The Bakers raise six points on appeal. First, the Bakers assert the circuit court erred in dismissing their petition finding that the Baker children were "disenrolled" rather than "suspended" or "expelled" and further erred in finding that section 167.161 does not provide for a trial de novo except when children are subject to discipline. Second, the Bakers argue the circuit court's dismissal of the petition without providing for a trial de novo was erroneous because it violated the Baker children's right to an education when other similarly situated students would be entitled to such review. Third, the Bakers assert the circuit court's dismissal was erroneous because section 536.150 provides for review by a circuit court by "suit for injunction, certiorari, mandamus, prohibition or other appropriate action" to determine whether administrative decisions are unconstitutional, unlawful, unreasonable, arbitrary, or capricious or involve an abuse of discretion. Fourth, the Bakers argue the circuit court's dismissal was erroneous because "section 536.050 provides for judicial review regarding decisions that are otherwise unreviewable and also provides for declaratory relief." Fifth, the Bakers assert the circuit court erred in dismissing the Bakers' petition because Crossroads' decision to deny the Baker children their education was unreasonable, arbitrary, and capricious in that Crossroads did not require an original Form 11 as a condition for the Baker Children's prior enrollment, and the Bakers have provided a written religious objection to the vaccination requirement to Crossroads.

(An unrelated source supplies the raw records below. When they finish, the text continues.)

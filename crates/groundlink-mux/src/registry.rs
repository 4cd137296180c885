use std::sync::{Arc, Mutex, MutexGuard, PoisonError};

use groundlink_frame::{Packet, PacketType};
use tracing::debug;

/// Receives decoded packets of the types it was registered for.
///
/// Handlers run on the multiplexer's dispatch worker, one packet at a time.
/// A slow handler delays later packets but never blocks registration.
pub trait PacketHandler: Send + Sync {
    fn handle(&self, packet: &Packet);
}

impl<F> PacketHandler for F
where
    F: Fn(&Packet) + Send + Sync,
{
    fn handle(&self, packet: &Packet) {
        self(packet)
    }
}

/// Shared handle to a registered handler.
///
/// Registrations are keyed by the handle's allocation: clones of one `Arc`
/// are the same handler, two separately allocated closures are not.
pub type HandlerRef = Arc<dyn PacketHandler>;

struct Entry {
    kind: PacketType,
    handler: HandlerRef,
}

impl Entry {
    fn matches(&self, kind: PacketType, handler: &HandlerRef) -> bool {
        self.kind == kind && std::ptr::addr_eq(Arc::as_ptr(&self.handler), Arc::as_ptr(handler))
    }
}

/// Ordered (packet type, handler) subscriptions.
///
/// Insertion order is dispatch order for handlers sharing a type. No two
/// entries share the same type and handler.
#[derive(Default)]
pub struct HandlerRegistry {
    entries: Mutex<Vec<Entry>>,
}

impl HandlerRegistry {
    pub fn new() -> Self {
        Self::default()
    }

    fn entries(&self) -> MutexGuard<'_, Vec<Entry>> {
        self.entries.lock().unwrap_or_else(PoisonError::into_inner)
    }

    /// Subscribe `handler` to packets of `kind`.
    ///
    /// An existing registration of the same pair is removed first, so the
    /// pair moves to the end of the dispatch order. Returns `true` when a
    /// previous registration was replaced.
    pub fn register(&self, kind: PacketType, handler: HandlerRef) -> bool {
        let mut entries = self.entries();
        let before = entries.len();
        entries.retain(|entry| !entry.matches(kind, &handler));
        let replaced = entries.len() != before;
        entries.push(Entry { kind, handler });
        debug!(%kind, replaced, total = entries.len(), "handler registered");
        replaced
    }

    /// Remove the first registration of `handler` for `kind`.
    ///
    /// Returns `false` (and changes nothing) if there was none.
    pub fn unregister(&self, kind: PacketType, handler: &HandlerRef) -> bool {
        let mut entries = self.entries();
        match entries.iter().position(|entry| entry.matches(kind, handler)) {
            Some(index) => {
                entries.remove(index);
                debug!(%kind, total = entries.len(), "handler unregistered");
                true
            }
            None => false,
        }
    }

    /// Snapshot of the handlers for `kind`, in dispatch order.
    ///
    /// The registry lock is released before this returns, so callers may
    /// invoke the handlers while other threads register or unregister.
    pub fn handlers_for(&self, kind: PacketType) -> Vec<HandlerRef> {
        self.entries()
            .iter()
            .filter(|entry| entry.kind == kind)
            .map(|entry| Arc::clone(&entry.handler))
            .collect()
    }

    pub fn len(&self) -> usize {
        self.entries().len()
    }

    pub fn is_empty(&self) -> bool {
        self.entries().is_empty()
    }
}

impl std::fmt::Debug for HandlerRegistry {
    fn fmt(&self, f: &mut std::fmt::Formatter<'_>) -> std::fmt::Result {
        let kinds: Vec<PacketType> = self.entries().iter().map(|entry| entry.kind).collect();
        f.debug_struct("HandlerRegistry").field("entries", &kinds).finish()
    }
}

#[cfg(test)]
mod tests {
    use std::sync::atomic::{AtomicUsize, Ordering};

    use super::*;

    fn counter() -> (HandlerRef, Arc<AtomicUsize>) {
        let hits = Arc::new(AtomicUsize::new(0));
        let seen = Arc::clone(&hits);
        let handler: HandlerRef = Arc::new(move |_: &Packet| {
            seen.fetch_add(1, Ordering::SeqCst);
        });
        (handler, hits)
    }

    fn dispatch(registry: &HandlerRegistry, packet: &Packet) {
        for handler in registry.handlers_for(packet.kind()) {
            handler.handle(packet);
        }
    }

    #[test]
    fn duplicate_registration_dispatches_once() {
        let registry = HandlerRegistry::new();
        let (handler, hits) = counter();

        assert!(!registry.register(PacketType::AnalogDataResponse, Arc::clone(&handler)));
        assert!(registry.register(PacketType::AnalogDataResponse, Arc::clone(&handler)));
        assert_eq!(registry.len(), 1);

        dispatch(&registry, &Packet::analog_data(vec![1]).unwrap());
        assert_eq!(hits.load(Ordering::SeqCst), 1);
    }

    #[test]
    fn same_handler_on_two_types_is_two_entries() {
        let registry = HandlerRegistry::new();
        let (handler, hits) = counter();
        registry.register(PacketType::AnalogDataResponse, Arc::clone(&handler));
        registry.register(PacketType::DeviceInfoResponse, Arc::clone(&handler));
        assert_eq!(registry.len(), 2);

        dispatch(&registry, &Packet::request(PacketType::DeviceInfoResponse).unwrap());
        assert_eq!(hits.load(Ordering::SeqCst), 1);
    }

    #[test]
    fn unregister_unknown_is_noop() {
        let registry = HandlerRegistry::new();
        let (kept, kept_hits) = counter();
        let (stranger, _) = counter();
        registry.register(PacketType::AnalogDataResponse, Arc::clone(&kept));

        assert!(!registry.unregister(PacketType::AnalogDataResponse, &stranger));
        assert!(!registry.unregister(PacketType::ParamResponse, &kept));
        assert_eq!(registry.len(), 1);

        dispatch(&registry, &Packet::analog_data(vec![]).unwrap());
        assert_eq!(kept_hits.load(Ordering::SeqCst), 1);
    }

    #[test]
    fn unregister_removes_only_that_pair() {
        let registry = HandlerRegistry::new();
        let (first, first_hits) = counter();
        let (second, second_hits) = counter();
        registry.register(PacketType::AnalogDataResponse, Arc::clone(&first));
        registry.register(PacketType::AnalogDataResponse, Arc::clone(&second));

        assert!(registry.unregister(PacketType::AnalogDataResponse, &first));
        dispatch(&registry, &Packet::analog_data(vec![5]).unwrap());

        assert_eq!(first_hits.load(Ordering::SeqCst), 0);
        assert_eq!(second_hits.load(Ordering::SeqCst), 1);
    }

    #[test]
    fn dispatch_follows_registration_order() {
        let registry = HandlerRegistry::new();
        let order = Arc::new(Mutex::new(Vec::new()));
        let mut handlers = Vec::new();
        for label in ["a", "b", "c"] {
            let order = Arc::clone(&order);
            let handler: HandlerRef = Arc::new(move |_: &Packet| order.lock().unwrap().push(label));
            registry.register(PacketType::AnalogDataResponse, Arc::clone(&handler));
            handlers.push(handler);
        }
        // Re-registering moves "a" to the back.
        registry.register(PacketType::AnalogDataResponse, Arc::clone(&handlers[0]));

        dispatch(&registry, &Packet::analog_data(vec![0]).unwrap());
        assert_eq!(*order.lock().unwrap(), vec!["b", "c", "a"]);
    }

    #[test]
    fn handlers_can_register_during_dispatch() {
        let registry = Arc::new(HandlerRegistry::new());
        let (late, late_hits) = counter();
        let reg = Arc::clone(&registry);
        let late_clone = Arc::clone(&late);
        let installer: HandlerRef = Arc::new(move |_: &Packet| {
            reg.register(PacketType::ParamResponse, Arc::clone(&late_clone));
        });
        registry.register(PacketType::ParamResponse, installer);

        let packet = Packet::request(PacketType::ParamResponse).unwrap();
        dispatch(&registry, &packet);
        assert_eq!(late_hits.load(Ordering::SeqCst), 0);
        dispatch(&registry, &packet);
        assert_eq!(late_hits.load(Ordering::SeqCst), 1);
    }
}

Finally, the Bakers argue the circuit court's dismissal of the petition was erroneous in that the Bakers plead "they were aggrieved under [section] 536.150 in that the Missouri statutory scheme is unconstitutional by not allowing the Bakers to provide informed consent to vaccine injecting because the Bakers cannot provide voluntary consent, much less voluntary informed consent, in that [the] Baker children are required to attend school vaccinated and the Bakers are subjected to a criminal penalty for the children not attending school." We address these points out of order for ease of analysis.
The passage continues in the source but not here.